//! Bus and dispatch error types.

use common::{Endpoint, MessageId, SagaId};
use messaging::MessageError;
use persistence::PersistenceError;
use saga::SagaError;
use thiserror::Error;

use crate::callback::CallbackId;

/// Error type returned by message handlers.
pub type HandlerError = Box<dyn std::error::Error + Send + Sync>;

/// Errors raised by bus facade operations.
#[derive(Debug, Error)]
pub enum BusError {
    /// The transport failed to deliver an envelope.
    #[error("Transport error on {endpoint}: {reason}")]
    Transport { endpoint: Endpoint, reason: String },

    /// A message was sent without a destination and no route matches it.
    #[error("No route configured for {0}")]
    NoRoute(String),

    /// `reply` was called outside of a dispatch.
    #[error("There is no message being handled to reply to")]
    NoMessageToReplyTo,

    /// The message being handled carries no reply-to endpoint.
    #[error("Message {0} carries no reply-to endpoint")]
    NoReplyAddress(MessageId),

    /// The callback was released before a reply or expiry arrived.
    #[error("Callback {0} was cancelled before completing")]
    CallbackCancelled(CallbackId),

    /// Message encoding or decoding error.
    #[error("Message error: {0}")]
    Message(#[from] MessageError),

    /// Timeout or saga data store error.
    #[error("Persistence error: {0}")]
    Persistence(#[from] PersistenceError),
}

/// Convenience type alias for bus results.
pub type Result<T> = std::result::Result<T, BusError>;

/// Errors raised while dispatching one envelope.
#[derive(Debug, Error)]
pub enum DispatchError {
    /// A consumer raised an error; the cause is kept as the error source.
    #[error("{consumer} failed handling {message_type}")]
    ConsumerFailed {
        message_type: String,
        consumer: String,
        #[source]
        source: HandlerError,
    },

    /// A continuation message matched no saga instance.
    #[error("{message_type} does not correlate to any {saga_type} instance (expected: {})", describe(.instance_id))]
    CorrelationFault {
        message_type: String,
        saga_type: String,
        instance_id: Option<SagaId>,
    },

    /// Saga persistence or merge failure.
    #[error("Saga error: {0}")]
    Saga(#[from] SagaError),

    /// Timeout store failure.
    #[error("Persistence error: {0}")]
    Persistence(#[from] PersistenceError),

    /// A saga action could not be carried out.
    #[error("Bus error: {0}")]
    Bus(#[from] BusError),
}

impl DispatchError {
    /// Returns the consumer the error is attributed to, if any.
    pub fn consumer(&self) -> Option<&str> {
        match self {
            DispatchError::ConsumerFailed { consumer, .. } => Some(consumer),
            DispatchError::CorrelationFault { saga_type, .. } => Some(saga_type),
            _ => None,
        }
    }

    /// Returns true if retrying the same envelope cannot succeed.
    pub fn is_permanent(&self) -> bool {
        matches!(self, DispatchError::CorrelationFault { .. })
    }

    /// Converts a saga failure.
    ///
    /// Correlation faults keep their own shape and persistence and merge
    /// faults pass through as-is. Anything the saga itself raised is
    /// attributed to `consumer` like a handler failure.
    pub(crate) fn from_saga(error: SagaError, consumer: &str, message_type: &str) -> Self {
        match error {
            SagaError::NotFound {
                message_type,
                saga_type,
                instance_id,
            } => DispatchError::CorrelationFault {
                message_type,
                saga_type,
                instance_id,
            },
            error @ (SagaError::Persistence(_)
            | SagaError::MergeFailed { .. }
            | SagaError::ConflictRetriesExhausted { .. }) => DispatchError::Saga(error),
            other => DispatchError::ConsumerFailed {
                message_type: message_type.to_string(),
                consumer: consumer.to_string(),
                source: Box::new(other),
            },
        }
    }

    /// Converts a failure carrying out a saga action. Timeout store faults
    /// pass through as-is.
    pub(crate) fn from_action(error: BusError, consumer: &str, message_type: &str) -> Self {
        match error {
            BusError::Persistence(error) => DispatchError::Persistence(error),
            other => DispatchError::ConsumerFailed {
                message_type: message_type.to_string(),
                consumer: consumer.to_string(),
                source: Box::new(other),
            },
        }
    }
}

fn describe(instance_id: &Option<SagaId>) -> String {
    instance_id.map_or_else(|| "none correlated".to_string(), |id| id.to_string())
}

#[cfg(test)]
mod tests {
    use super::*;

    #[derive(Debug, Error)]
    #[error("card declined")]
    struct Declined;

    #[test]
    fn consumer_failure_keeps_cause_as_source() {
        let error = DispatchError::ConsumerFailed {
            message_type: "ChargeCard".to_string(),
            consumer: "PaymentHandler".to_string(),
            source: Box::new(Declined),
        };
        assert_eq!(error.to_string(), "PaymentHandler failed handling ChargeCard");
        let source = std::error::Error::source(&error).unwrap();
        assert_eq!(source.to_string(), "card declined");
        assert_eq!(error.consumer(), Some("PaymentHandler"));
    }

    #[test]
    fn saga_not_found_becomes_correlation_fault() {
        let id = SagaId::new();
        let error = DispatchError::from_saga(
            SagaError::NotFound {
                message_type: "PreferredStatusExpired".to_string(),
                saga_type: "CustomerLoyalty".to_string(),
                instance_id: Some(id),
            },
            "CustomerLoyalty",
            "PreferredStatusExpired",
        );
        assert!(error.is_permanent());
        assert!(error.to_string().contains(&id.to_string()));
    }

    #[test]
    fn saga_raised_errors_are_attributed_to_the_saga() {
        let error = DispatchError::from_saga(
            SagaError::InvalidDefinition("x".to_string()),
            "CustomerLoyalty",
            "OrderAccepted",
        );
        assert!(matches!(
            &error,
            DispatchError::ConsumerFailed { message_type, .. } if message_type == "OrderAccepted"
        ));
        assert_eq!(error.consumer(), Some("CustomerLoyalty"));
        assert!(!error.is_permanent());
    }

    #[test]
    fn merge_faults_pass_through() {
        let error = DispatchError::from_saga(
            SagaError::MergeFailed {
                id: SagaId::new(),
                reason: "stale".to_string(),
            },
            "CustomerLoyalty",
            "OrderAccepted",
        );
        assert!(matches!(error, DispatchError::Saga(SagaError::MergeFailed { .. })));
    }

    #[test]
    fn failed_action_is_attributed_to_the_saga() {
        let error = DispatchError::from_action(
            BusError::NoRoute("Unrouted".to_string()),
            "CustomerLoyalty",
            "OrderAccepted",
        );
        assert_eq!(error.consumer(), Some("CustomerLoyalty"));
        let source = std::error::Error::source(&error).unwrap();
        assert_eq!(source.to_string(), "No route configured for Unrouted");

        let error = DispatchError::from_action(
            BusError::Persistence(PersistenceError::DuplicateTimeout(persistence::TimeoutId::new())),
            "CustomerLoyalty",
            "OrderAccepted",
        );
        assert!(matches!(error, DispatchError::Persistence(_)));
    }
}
-.-.-
◆ **PROBLEM**
Among the records above, find the lines that contain "carries" and copy every one.

◆ **WRITTEN RESPONSE**
    /// The message being handled carries no reply-to endpoint.
    #[error("Message {0} carries no reply-to endpoint")]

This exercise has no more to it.